GESCHICHTE
Jüdische Leitkultur
Warum die Menschen gut werden wollten
Rudolf Augstein, der olle Nationalist, hat jüngst im "Spiegel" einen beherzt bezaubernden Essay veröffentlicht: Für ihn sei immer die jüdische Leitkultur ausschlaggebend gewesen.
Was das sein könnte, steht in dem Buch Abrahams Welt. Der US-Theologe Thomas Cahill hat darin die wichtigsten Geschichten des Alten Testaments zusammengefaßt, um uns klarzumachen, was für eine geistesgeschichtliche Errungenschaft der monotheistische Glaube der Juden gewesen ist. Cahills These: Die Bedeutung der Individualität, der persönlichen Verantwortung konnte sich nur unter genau diesem Gott herausbilden. Der kategorisch fordert: Töte nicht, stehle nicht, lüge nicht. Glaube an mich.
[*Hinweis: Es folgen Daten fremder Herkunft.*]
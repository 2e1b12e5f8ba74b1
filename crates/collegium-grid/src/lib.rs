//! # collegium-grid
//!
//! Record loading, filtering, and incremental row paging for Collegium.
//!
//! Data flows one way:
//!
//! ```text
//! DataSource ──► RecordSet ──► filter ──► sort ──► Pager window ──► grid
//!                                   ▲                    ▲
//!                             query changes      delivered row blocks
//! ```
//!
//! - [`source`]: one-time load of the full record set, with load state
//! - [`filter`]: case-insensitive name substring filter
//! - [`sort`]: optional column sort
//! - [`pager`]: the single page owner and row-range arithmetic
//! - [`view`]: the visible window
//! - [`datasource`]: deferred row requests with latency, timeout, and
//!   cancellation

#![warn(clippy::all)]
#![forbid(unsafe_code)]

pub mod datasource;
pub mod filter;
pub mod pager;
pub mod sort;
pub mod source;
pub mod view;

pub use datasource::{
    Applied, DelayedRowSource, GridSession, RequestTicket, RowError, RowResponse, RowSource,
};
pub use filter::{Query, filter_indices};
pub use pager::{LastRow, Pager, RowRange};
pub use sort::{SortDirection, SortKey, SortSpec};
pub use source::{DataSource, LoadHandle, LoadState, RecordSet, SourceLocation, load_records};
pub use view::{GridView, RowBlock, ViewSnapshot};
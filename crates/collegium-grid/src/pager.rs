//! Page state and row-range arithmetic.
//!
//! [`Pager`] is the single owner of "how many pages are revealed". It only
//! moves forward through [`Pager::advance_to`] (or back to page 1 through
//! [`Pager::reset`]), and it stops growing once the window covers every
//! row.

use std::fmt;
use std::ops::Range;

use collegium_core::{Error, Result};
use serde::{Deserialize, Serialize};

// ============================================================================
// RowRange
// ============================================================================

/// Half-open row range `[start, end)` requested by the grid.
#[derive(Debug, Clone, Copy, PartialEq, Eq, Hash, Serialize, Deserialize)]
pub struct RowRange {
    /// First row (inclusive).
    pub start: usize,
    /// Last row (exclusive).
    pub end: usize,
}

impl RowRange {
    /// Create a range, rejecting `start > end`.
    pub fn new(start: usize, end: usize) -> Result<Self> {
        if start > end {
            return Err(Error::validation_field(
                "range",
                format!("start {start} is after end {end}"),
            ));
        }
        Ok(Self { start, end })
    }

    /// Number of rows requested.
    pub fn len(&self) -> usize {
        self.end - self.start
    }

    /// Returns `true` for an empty request.
    pub fn is_empty(&self) -> bool {
        self.start == self.end
    }

    /// The part of this range that exists in a view of `total` rows.
    pub fn clamp(&self, total: usize) -> Range<usize> {
        self.start.min(total)..self.end.min(total)
    }
}

impl fmt::Display for RowRange {
    fn fmt(&self, f: &mut fmt::Formatter<'_>) -> fmt::Result {
        write!(f, "[{}, {})", self.start, self.end)
    }
}

// ============================================================================
// LastRow
// ============================================================================

/// What a row response tells the grid about the total row count.
#[derive(Debug, Clone, Copy, PartialEq, Eq, Serialize, Deserialize)]
pub enum LastRow {
    /// The view has exactly this many rows; stop requesting.
    Known(usize),
    /// More rows exist past this block.
    Unknown,
}

impl LastRow {
    /// The report for a request ending at `end` against `total` rows.
    ///
    /// Known (and equal to `total`, not `end`) iff `end >= total`.
    pub fn for_request(end: usize, total: usize) -> Self {
        if end >= total {
            Self::Known(total)
        } else {
            Self::Unknown
        }
    }

    /// Grid-style sentinel: the row count, or `-1` when unknown.
    pub fn as_sentinel(self) -> i64 {
        match self {
            Self::Known(n) => n as i64,
            Self::Unknown => -1,
        }
    }
}

// ============================================================================
// Pager
// ============================================================================

/// Authoritative page counter.
#[derive(Debug, Clone, PartialEq, Eq)]
pub struct Pager {
    page: usize,
    page_size: usize,
}

impl Pager {
    /// Start at page 1. A zero page size is treated as 1.
    pub fn new(page_size: usize) -> Self {
        Self {
            page: 1,
            page_size: page_size.max(1),
        }
    }

    /// Current page (1-based).
    pub fn page(&self) -> usize {
        self.page
    }

    /// Rows per page.
    pub fn page_size(&self) -> usize {
        self.page_size
    }

    /// Rows revealed for a view of `total` rows.
    pub fn window_len(&self, total: usize) -> usize {
        self.page.saturating_mul(self.page_size).min(total)
    }

    /// Returns `true` once the window covers all `total` rows.
    pub fn is_terminal(&self, total: usize) -> bool {
        self.page.saturating_mul(self.page_size) >= total
    }

    /// Highest useful page for `total` rows (at least 1).
    pub fn last_page(&self, total: usize) -> usize {
        total.div_ceil(self.page_size).max(1)
    }

    /// Grow the window so it covers rows up to `end`.
    ///
    /// Returns `true` if the window grew. Never moves backwards and never
    /// past the last page; a terminal pager ignores every call.
    pub fn advance_to(&mut self, end: usize, total: usize) -> bool {
        if self.is_terminal(total) {
            return false;
        }
        let target = end.div_ceil(self.page_size).min(self.last_page(total));
        if target > self.page {
            self.page = target;
            true
        } else {
            false
        }
    }

    /// The next block the grid should request, if any.
    pub fn next_block(&self, total: usize) -> Option<RowRange> {
        if self.is_terminal(total) {
            return None;
        }
        let start = self.window_len(total);
        Some(RowRange {
            start,
            end: start + self.page_size,
        })
    }

    /// Back to page 1.
    pub fn reset(&mut self) {
        self.page = 1;
    }
}

// ============================================================================
// Tests
// ============================================================================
Nur wer mit Gott redet, so Cahill, redet auch mit sich selbst und seinem Gewissen.
Das muß man nicht glauben, und es gäbe eine Menge Einwände (etwa warum Orient und Okzident so auseinanderfallen, wo sie doch die gleichen religiösen Wurzeln haben), aber das braucht uns nicht zu interessieren. Denn zum einen ist Cahills Umgang mit den alten Texten hinreichend respektlos, um auch für gläubige Atheisten lehrreich und amüsant zu sein. Zum anderen kann man, sozusagen auf einer heimlichen Seitengasse, Cahills Argumentation folgen mit dem unerlaubten Gedanken, was es eigentlich bedeutet, wenn Menschen sich zu einer bestimmten Zeit plötzlich genau so einen Gott ausdenken. Die Ergebnisse, zu denen man kommt, sind gar nicht weit entfernt von denen Cahills.